** Input records follows **

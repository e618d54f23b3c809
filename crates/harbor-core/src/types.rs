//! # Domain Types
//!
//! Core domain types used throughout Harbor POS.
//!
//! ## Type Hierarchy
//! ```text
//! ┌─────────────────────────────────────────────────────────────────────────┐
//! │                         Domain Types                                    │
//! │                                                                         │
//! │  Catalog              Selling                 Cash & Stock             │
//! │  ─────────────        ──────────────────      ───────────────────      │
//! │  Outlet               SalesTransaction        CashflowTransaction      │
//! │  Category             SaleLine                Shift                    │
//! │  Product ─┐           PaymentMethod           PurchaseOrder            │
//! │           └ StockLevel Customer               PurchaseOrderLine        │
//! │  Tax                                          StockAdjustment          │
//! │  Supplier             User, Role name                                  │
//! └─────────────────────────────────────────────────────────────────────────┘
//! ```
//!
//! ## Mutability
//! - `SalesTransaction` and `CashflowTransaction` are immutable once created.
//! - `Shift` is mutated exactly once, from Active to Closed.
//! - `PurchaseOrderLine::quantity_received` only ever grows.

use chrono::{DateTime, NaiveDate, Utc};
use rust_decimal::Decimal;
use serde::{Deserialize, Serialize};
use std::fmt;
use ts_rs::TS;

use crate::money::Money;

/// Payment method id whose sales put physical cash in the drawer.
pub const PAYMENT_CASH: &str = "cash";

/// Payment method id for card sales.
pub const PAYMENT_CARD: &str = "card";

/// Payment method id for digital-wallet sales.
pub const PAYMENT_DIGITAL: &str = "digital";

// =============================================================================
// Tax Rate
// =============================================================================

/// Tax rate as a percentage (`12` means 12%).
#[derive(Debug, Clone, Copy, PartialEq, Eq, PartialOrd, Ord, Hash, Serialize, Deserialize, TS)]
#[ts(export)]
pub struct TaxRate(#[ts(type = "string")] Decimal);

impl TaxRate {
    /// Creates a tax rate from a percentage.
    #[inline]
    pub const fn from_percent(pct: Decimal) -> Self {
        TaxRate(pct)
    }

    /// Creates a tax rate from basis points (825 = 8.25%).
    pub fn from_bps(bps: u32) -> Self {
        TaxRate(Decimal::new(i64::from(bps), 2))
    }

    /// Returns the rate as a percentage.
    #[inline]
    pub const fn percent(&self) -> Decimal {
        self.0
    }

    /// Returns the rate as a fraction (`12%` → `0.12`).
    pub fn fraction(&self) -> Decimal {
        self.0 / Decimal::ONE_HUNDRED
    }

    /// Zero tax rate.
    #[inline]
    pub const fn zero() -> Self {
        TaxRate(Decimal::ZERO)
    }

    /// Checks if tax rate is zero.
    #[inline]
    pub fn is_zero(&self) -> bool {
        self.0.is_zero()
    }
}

** End of Input records **

Task statement. Report each line in the entries where the string "Serialize" occurs.

Written answer.
use serde::{Deserialize, Serialize};
#[derive(Debug, Clone, Copy, PartialEq, Eq, PartialOrd, Ord, Hash, Serialize, Deserialize, TS)]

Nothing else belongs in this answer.